Problem
Everything from the line that contains "if status == StatusCode::INTERNAL_SERVER_ERROR" to the end of the data below is to be reproduced verbatim; leave all else out.

Exercise input
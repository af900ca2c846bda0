//! HTTP handlers for payment endpoints.
//!
//! Connects axum routes to the application layer handlers. The Click
//! webhook is special: it always answers HTTP 200 and speaks Click's own
//! error vocabulary in the body.

use std::collections::HashMap;
use std::sync::Arc;

use axum::body::Bytes;
use axum::extract::{Json, Path, State};
use axum::http::StatusCode;
use axum::response::IntoResponse;

use crate::adapters::http::auth::JwtAuthenticator;
use crate::application::handlers::payment::{
    ClickWebhookHandler, CreatePaymentCommand, CreatePaymentHandler, GetTransactionHandler,
    GetTransactionQuery, VerifyPurchaseCommand, VerifyPurchaseHandler,
};
use crate::domain::foundation::{PlanId, UserId};
use crate::domain::payment::{
    ClickSignatureVerifier, PaymentError, PlanCatalog, ProviderKind, ReconciliationService,
};
use crate::ports::{CheckoutProvider, PurchaseVerifier, TransactionStore, UserStore};

use super::dto::{
    ClickWebhookForm, ClickWebhookResponse, CreatePaymentRequest, CreatePaymentResponse,
    ErrorResponse, TransactionResponse, VerifyPurchaseRequest, VerifyPurchaseResponse,
};

// ════════════════════════════════════════════════════════════════════════════════
// Application State
// ════════════════════════════════════════════════════════════════════════════════

/// Shared state for the payment routes.
#[derive(Clone)]
pub struct PaymentAppState {
    pub transactions: Arc<dyn TransactionStore>,
    pub users: Arc<dyn UserStore>,
    pub catalog: Arc<PlanCatalog>,
    pub reconciliation: Arc<ReconciliationService>,
    pub click_verifier: Arc<ClickSignatureVerifier>,
    pub checkouts: HashMap<ProviderKind, Arc<dyn CheckoutProvider>>,
    pub verifiers: HashMap<ProviderKind, Arc<dyn PurchaseVerifier>>,
    pub authenticator: Arc<JwtAuthenticator>,
}

impl PaymentAppState {
    /// Create handlers on demand from the shared state.
    pub fn click_webhook_handler(&self) -> ClickWebhookHandler {
        ClickWebhookHandler::new(self.click_verifier.clone(), self.reconciliation.clone())
    }

    pub fn create_payment_handler(&self) -> CreatePaymentHandler {
        CreatePaymentHandler::new(
            self.transactions.clone(),
            self.users.clone(),
            self.catalog.clone(),
            self.checkouts.clone(),
        )
    }

    pub fn verify_purchase_handler(&self) -> VerifyPurchaseHandler {
        VerifyPurchaseHandler::new(
            self.verifiers.clone(),
            self.reconciliation.clone(),
            self.catalog.clone(),
        )
    }

    pub fn get_transaction_handler(&self) -> GetTransactionHandler {
        GetTransactionHandler::new(self.transactions.clone())
    }
}

// ════════════════════════════════════════════════════════════════════════════════
// Authentication
// ════════════════════════════════════════════════════════════════════════════════

/// Authenticated user context extracted from the bearer token.
#[derive(Debug, Clone)]
pub struct AuthenticatedUser {
    pub user_id: UserId,
}

/// Rejection type for AuthenticatedUser extraction.
pub struct AuthenticationRequired;

impl IntoResponse for AuthenticationRequired {
    fn into_response(self) -> axum::response::Response {
        let error = ErrorResponse::new("UNAUTHORIZED", "Authentication is required");
        (StatusCode::UNAUTHORIZED, Json(error)).into_response()
    }
}

#[axum::async_trait]
impl axum::extract::FromRequestParts<PaymentAppState> for AuthenticatedUser {
    type Rejection = AuthenticationRequired;

    async fn from_request_parts(
        parts: &mut axum::http::request::Parts,
        state: &PaymentAppState,
    ) -> Result<Self, Self::Rejection> {
        let token = parts
            .headers
            .get(axum::http::header::AUTHORIZATION)
            .and_then(|v| v.to_str().ok())
            .and_then(|v| v.strip_prefix("Bearer "))
            .ok_or(AuthenticationRequired)?;

        let user_id = state
            .authenticator
            .authenticate(token)
            .ok_or(AuthenticationRequired)?;

        Ok(AuthenticatedUser { user_id })
    }
}

// ════════════════════════════════════════════════════════════════════════════════
// Webhook endpoint (no bearer auth, signature verified inside)
// ════════════════════════════════════════════════════════════════════════════════

/// POST /api/webhooks/click - Click prepare/complete webhook
///
/// Click deliveries arrive as JSON or form-encoded depending on the
/// gateway, so the body is parsed by hand; anything unparsable is
/// answered in Click's own vocabulary rather than a transport-level
/// rejection, since Click retries on non-200 responses.
pub async fn handle_click_webhook(
    State(state): State<PaymentAppState>,
    body: Bytes,
) -> impl IntoResponse {
    let form = match parse_click_body(&body) {
        Some(form) => form,
        None => return Json(ClickWebhookResponse::bad_request()),
    };

    let handler = state.click_webhook_handler();
    let result = handler.handle(form.into()).await;
    Json(ClickWebhookResponse::from(result))
}

/// Tries JSON first, the urlencoded form second.
fn parse_click_body(body: &[u8]) -> Option<ClickWebhookForm> {
    serde_json::from_slice(body)
        .ok()
        .or_else(|| serde_urlencoded::from_bytes(body).ok())
}

// ════════════════════════════════════════════════════════════════════════════════
// Client endpoints
// ════════════════════════════════════════════════════════════════════════════════

/// POST /api/payments - Start a checkout
pub async fn create_payment(
    State(state): State<PaymentAppState>,
    user: AuthenticatedUser,
    Json(request): Json<CreatePaymentRequest>,
) -> Result<impl IntoResponse, PaymentApiError> {
    let plan_id = PlanId::new(&request.plan_id)
        .map_err(|e| PaymentError::malformed(e.to_string()))?;

    let handler = state.create_payment_handler();
    let cmd = CreatePaymentCommand {
        user_id: user.user_id,
        plan_id,
        provider: request.provider,
    };

    let result = handler.handle(cmd).await?;

    Ok((
        StatusCode::CREATED,
        Json(CreatePaymentResponse::from(result)),
    ))
}

/// POST /api/payments/verify - Verify a client-side purchase
pub async fn verify_purchase(
    State(state): State<PaymentAppState>,
    user: AuthenticatedUser,
    Json(request): Json<VerifyPurchaseRequest>,
) -> Result<impl IntoResponse, PaymentApiError> {
    let plan_id = PlanId::new(&request.plan_id)
        .map_err(|e| PaymentError::malformed(e.to_string()))?;

    let handler = state.verify_purchase_handler();
    let cmd = VerifyPurchaseCommand {
        user_id: user.user_id,
        plan_id,
        provider: request.provider,
        token: request.token,
    };

    let result = handler.handle(cmd).await?;

    Ok(Json(VerifyPurchaseResponse::from(result)))
}

/// GET /api/payments/:reference - Transaction status
pub async fn get_transaction(
    State(state): State<PaymentAppState>,
    user: AuthenticatedUser,
    Path(reference): Path<String>,
) -> Result<impl IntoResponse, PaymentApiError> {
    let handler = state.get_transaction_handler();
    let query = GetTransactionQuery {
        user_id: user.user_id,
        reference,
    };

    let transaction = handler.handle(query).await?;

    Ok(Json(TransactionResponse::from(transaction)))
}

// ════════════════════════════════════════════════════════════════════════════════
// Error Handling
// ════════════════════════════════════════════════════════════════════════════════

/// API error type that converts payment errors to HTTP responses.
pub struct PaymentApiError(PaymentError);

impl From<PaymentError> for PaymentApiError {
    fn from(err: PaymentError) -> Self {
        Self(err)
    }
}

impl IntoResponse for PaymentApiError {
    fn into_response(self) -> axum::response::Response {
        let status = match &self.0 {
            PaymentError::SignatureInvalid => StatusCode::UNAUTHORIZED,
            PaymentError::MalformedRequest(_)
            | PaymentError::AmountMismatch { .. }
            | PaymentError::PlanNotFound(_)
            | PaymentError::ProviderReportedCancellation { .. }
            | PaymentError::VerificationFailed(_) => StatusCode::BAD_REQUEST,
            PaymentError::TransactionNotFound(_) | PaymentError::UserNotFound(_) => {
                StatusCode::NOT_FOUND
            }
            // Replays are acknowledged, not rejected.
            PaymentError::AlreadyProcessed(_) => StatusCode::OK,
            PaymentError::DuplicatePendingTransaction { .. } => StatusCode::CONFLICT,
            PaymentError::Infrastructure(_) => StatusCode::INTERNAL_SERVER_ERROR,
        };

        if status == StatusCode::INTERNAL_SERVER_ERROR {
            tracing::error!(error = %self.0, "payment request failed");
        }

        let body = ErrorResponse::new(self.0.code().to_string(), self.0.to_string());
        (status, Json(body)).into_response()
    }
}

Reply
        if status == StatusCode::INTERNAL_SERVER_ERROR {
            tracing::error!(error = %self.0, "payment request failed");
        }

        let body = ErrorResponse::new(self.0.code().to_string(), self.0.to_string());
        (status, Json(body)).into_response()
    }
}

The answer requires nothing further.